**Task description**
Set out each line from the following listing that includes the word "against".

**Provided material**
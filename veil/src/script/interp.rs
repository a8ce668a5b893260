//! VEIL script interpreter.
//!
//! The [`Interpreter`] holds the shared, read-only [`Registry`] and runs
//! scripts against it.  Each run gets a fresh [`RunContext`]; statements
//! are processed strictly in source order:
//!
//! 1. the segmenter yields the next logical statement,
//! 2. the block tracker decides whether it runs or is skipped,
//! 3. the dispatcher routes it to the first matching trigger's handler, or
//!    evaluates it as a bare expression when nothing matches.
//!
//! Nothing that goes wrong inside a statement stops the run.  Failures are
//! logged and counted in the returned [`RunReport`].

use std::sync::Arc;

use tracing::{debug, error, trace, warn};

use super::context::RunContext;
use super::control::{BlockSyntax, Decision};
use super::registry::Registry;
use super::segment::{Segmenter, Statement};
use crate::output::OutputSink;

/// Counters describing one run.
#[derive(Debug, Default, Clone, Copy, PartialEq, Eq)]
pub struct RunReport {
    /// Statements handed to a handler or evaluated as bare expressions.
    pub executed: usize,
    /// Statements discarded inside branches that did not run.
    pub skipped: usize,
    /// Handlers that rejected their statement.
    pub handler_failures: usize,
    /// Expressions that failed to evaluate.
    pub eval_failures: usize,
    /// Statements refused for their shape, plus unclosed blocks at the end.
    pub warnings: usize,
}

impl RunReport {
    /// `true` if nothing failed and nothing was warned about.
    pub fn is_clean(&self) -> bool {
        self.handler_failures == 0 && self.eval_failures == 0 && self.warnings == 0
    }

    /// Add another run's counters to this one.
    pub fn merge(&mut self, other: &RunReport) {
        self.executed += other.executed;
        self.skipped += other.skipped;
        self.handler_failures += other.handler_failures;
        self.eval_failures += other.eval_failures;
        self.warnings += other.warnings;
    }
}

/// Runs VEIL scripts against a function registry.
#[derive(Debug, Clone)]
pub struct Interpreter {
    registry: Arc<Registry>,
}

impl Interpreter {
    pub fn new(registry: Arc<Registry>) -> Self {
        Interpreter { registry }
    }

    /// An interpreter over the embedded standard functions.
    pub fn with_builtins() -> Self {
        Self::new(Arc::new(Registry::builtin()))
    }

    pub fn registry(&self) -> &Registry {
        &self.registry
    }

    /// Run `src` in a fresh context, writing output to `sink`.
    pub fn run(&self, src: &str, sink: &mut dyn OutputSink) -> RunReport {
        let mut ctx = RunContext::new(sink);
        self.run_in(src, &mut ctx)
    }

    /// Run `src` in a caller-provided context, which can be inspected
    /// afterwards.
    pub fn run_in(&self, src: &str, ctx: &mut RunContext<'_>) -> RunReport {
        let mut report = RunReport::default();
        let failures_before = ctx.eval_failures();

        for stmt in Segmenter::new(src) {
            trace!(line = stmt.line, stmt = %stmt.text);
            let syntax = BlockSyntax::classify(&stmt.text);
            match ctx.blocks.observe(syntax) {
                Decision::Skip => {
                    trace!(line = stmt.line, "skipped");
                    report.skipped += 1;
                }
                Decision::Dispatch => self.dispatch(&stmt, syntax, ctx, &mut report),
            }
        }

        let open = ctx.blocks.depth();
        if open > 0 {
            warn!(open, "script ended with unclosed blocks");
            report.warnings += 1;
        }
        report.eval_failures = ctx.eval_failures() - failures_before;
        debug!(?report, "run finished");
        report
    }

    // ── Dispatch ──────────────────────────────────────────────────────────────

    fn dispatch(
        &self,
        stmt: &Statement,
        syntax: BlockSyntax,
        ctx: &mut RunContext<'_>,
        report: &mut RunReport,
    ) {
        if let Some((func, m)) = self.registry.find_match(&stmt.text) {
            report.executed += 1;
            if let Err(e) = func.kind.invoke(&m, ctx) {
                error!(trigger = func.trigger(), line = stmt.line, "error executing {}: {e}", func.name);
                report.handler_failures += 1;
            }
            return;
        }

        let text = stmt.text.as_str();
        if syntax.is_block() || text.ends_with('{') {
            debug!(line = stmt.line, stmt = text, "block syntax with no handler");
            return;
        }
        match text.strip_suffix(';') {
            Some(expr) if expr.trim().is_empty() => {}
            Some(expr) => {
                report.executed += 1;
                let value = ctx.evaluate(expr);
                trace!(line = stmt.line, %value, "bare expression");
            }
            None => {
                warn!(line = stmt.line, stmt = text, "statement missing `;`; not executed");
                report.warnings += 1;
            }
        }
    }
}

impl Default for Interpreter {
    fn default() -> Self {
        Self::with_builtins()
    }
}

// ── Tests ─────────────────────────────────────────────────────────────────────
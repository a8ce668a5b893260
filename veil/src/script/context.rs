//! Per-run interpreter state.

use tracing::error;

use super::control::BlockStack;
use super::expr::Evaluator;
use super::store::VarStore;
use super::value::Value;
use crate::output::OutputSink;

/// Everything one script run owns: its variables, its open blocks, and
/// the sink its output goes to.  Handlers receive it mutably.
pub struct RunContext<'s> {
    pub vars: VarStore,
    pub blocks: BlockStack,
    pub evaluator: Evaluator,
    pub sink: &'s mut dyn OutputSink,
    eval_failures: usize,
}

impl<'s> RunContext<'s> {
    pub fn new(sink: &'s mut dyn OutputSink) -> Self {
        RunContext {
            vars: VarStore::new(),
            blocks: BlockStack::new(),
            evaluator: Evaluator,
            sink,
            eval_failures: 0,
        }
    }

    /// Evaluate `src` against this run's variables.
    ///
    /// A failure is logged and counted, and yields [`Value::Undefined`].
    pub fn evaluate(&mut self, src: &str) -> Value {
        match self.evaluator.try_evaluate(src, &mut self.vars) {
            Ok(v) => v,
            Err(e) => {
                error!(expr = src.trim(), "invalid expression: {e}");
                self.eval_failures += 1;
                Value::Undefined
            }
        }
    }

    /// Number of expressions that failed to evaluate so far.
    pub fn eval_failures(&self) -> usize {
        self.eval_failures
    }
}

**Solution to the exercise**
//! scripts against it.  Each run gets a fresh [`RunContext`]; statements
/// Runs VEIL scripts against a function registry.
    /// Evaluate `src` against this run's variables.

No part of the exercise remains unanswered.